British MPs take an important vote today on the Treaty on European Union.
A fine British Parliamentary moment looms. The Conservative Party are calling for a referendum. The Labour Party say that one is not necessary. The LibDems are being ordered not to vote, or something.
From the classic UK point of view (basically that we like EU integration, but not too much and not too fast) this Treaty looks to be an improvement over the ill-fated Constitutional Treaty which crashed so spectacularly back in 2005 in the referenda in France and the Netherlands. It brings in more ‘nation state’ hand-brakes.
Which is why the whole business is so embarrassing. Since it was not that long ago that the Constitutional Treaty itself was being praised as a "success for Britain".
This week sees the latest FCO Leadership Conference, which brings all our Ambassadors and High Commissioners back to London for a series of pep-talks, including this year their first one one from David Miliband.
I recall the similar event back in 2005 just after the Asian Tsunami disaster. One of the very few highlights of that grim event was a presentation on the horrors facing the UK and its standing in Europe if (as then seemed likely) everyone else in the EU voted to support the Constitutional Treaty and we then had our promised referendum and voted No.
We would be Isolated. Reviled.
Our very membership of the EU could be called into question. Aaaargh. (Note: intriguing in this context that the FCO explanation of Article 50 of the new Treaty reassuringly says that "for the first time, the Treaties will explicitly confirm that any Member State can leave the EU if it wants to, and they explain how this would work.")
Then, as if by magic, along came the French and the Dutch referenda which solved our problem. And enabled us to try to get the rusty European bicycle upright again from a stronger position.
So today Parliament takes a view on the new text. Yet it is not easy or even possible to find a clear account in the media today of the issues at stake which answers the basic questions in language anyone should be able to follow:
- what problem are these ‘constitutional’ Treaties purporting to solve?
- what were the main features of the Constitutional Treaty text which have now been abandoned?
- and why are the new Treaty passages an improvement?
At the heart of all this is a Pretty Big Question.
What is Democracy in the European context?
David Clark today opines that "there is nothing democratic about allowing one or two members of a club of 27 to block change wanted by the rest. What opponents of Lisbon are asking for is not democracy at all, but the right of a single-country veto to frustrate the will of the majority."
Wrong, wrong, wrong.
It depends on how the rules are set up. If every member of a Club agrees that in some circumstances a single club member can block decisions, when a block takes place that in fact is an expression of the democratic agreement to set up those rules in the first place. See the Greece/Macedonia name row, still alive today. Annoying. But not ‘undemocratic’.
Moreover, the whole point of the EU is that it is not ‘democratic’ – voting (when it happens) if not the whole European integration process is skewed in favour of reassurance-via-influence for smaller member states so that the biggest MS do not predominate.

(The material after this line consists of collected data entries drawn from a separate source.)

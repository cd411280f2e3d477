//! Session persistence for identity adapters
//!
//! A session outlives a single CLI invocation by being written to
//! `session.json` in the teller directory. Tests and embedded use keep it
//! in memory instead.

use std::fs;
use std::path::{Path, PathBuf};
use std::sync::Mutex;

use anyhow::{anyhow, Result};
use serde::{Deserialize, Serialize};

use crate::domain::AuthSession;

/// A session as persisted, tagged with the provider that issued it
#[derive(Debug, Clone, PartialEq, Serialize, Deserialize)]
pub struct StoredSession {
    pub provider: String,
    pub session: AuthSession,
}

/// Where an identity adapter keeps its current session
#[derive(Debug)]
pub enum SessionSlot {
    File(PathBuf),
    Memory(Mutex<Option<StoredSession>>),
}

impl SessionSlot {
    pub fn file(path: impl Into<PathBuf>) -> Self {
        SessionSlot::File(path.into())
    }

    pub fn memory() -> Self {
        SessionSlot::Memory(Mutex::new(None))
    }

    /// Load the stored session if it was issued by `provider`
    pub fn load(&self, provider: &str) -> Result<Option<StoredSession>> {
        let stored = match self {
            SessionSlot::File(path) => {
                if !path.exists() {
                    return Ok(None);
                }
                let content = fs::read_to_string(path)?;
                // A corrupt file is treated as signed out
                serde_json::from_str::<StoredSession>(&content).ok()
            }
            SessionSlot::Memory(slot) => slot
                .lock()
                .map_err(|e| anyhow!("Lock poisoned: {}", e))?
                .clone(),
        };
        Ok(stored.filter(|s| s.provider == provider))
    }

    pub fn save(&self, stored: &StoredSession) -> Result<()> {
        match self {
            SessionSlot::File(path) => {
                if let Some(parent) = path.parent() {
                    fs::create_dir_all(parent)?;
                }
                let content = serde_json::to_string_pretty(stored)?;
                fs::write(path, content)?;
                restrict_permissions(path)?;
            }
            SessionSlot::Memory(slot) => {
                *slot.lock().map_err(|e| anyhow!("Lock poisoned: {}", e))? = Some(stored.clone());
            }
        }
        Ok(())
    }

    pub fn clear(&self) -> Result<()> {
        match self {
            SessionSlot::File(path) => {
                if path.exists() {
                    fs::remove_file(path)?;
                }
            }
            SessionSlot::Memory(slot) => {
                *slot.lock().map_err(|e| anyhow!("Lock poisoned: {}", e))? = None;
            }
        }
        Ok(())
    }
}

/// Session files hold bearer tokens; keep them owner-readable only
#[cfg(unix)]
fn restrict_permissions(path: &Path) -> Result<()> {
    use std::os::unix::fs::PermissionsExt;
    fs::set_permissions(path, fs::Permissions::from_mode(0o600))?;
    Ok(())
}

#[cfg(not(unix))]
fn restrict_permissions(_path: &Path) -> Result<()> {
    Ok(())
}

Plus MS are allowed to play a ‘national interest’ trump card now and again to stop things they really do not like. That is just another way to incorporate some checks and balances. Without those deeply incorporated the EU would not work; there is just not enough basic trust between European peoples and leaders.
But David Clark is spot on here (emphasis added):
"..pro-Europeans ought to feel some degree of embarrassment at the way the Lisbon treaty is being railroaded through to ratification. What started as an effort to involve European citizens in a more open process of treaty change, including a European convention, has ended with a return to decision-making by the elite. It may be expedient, but it is still a retrograde step.
The problem is one of trust, or lack of it. Many European leaders are now reluctant to take the risk of holding a referendum on the EU because they don’t trust voters to judge the issues on their merits, or even consider the issues at all. As with the failed referendums on the constitution in France and the Netherlands, there is a feeling that people tend to see a vote on Europe as a cost-free opportunity to lash out at unpopular national governments or express some other generalised frustration at the state of the world. It is the fact that EU treaties appear so remote to the concerns of voters, rather than the idea that they pose any great threat, that tends to produce negative outcomes. The result is democracy without responsibility."
What is clear is that all this is not clear.
So if a referendum on this subject has been promised to British voters, what is the best thing to do?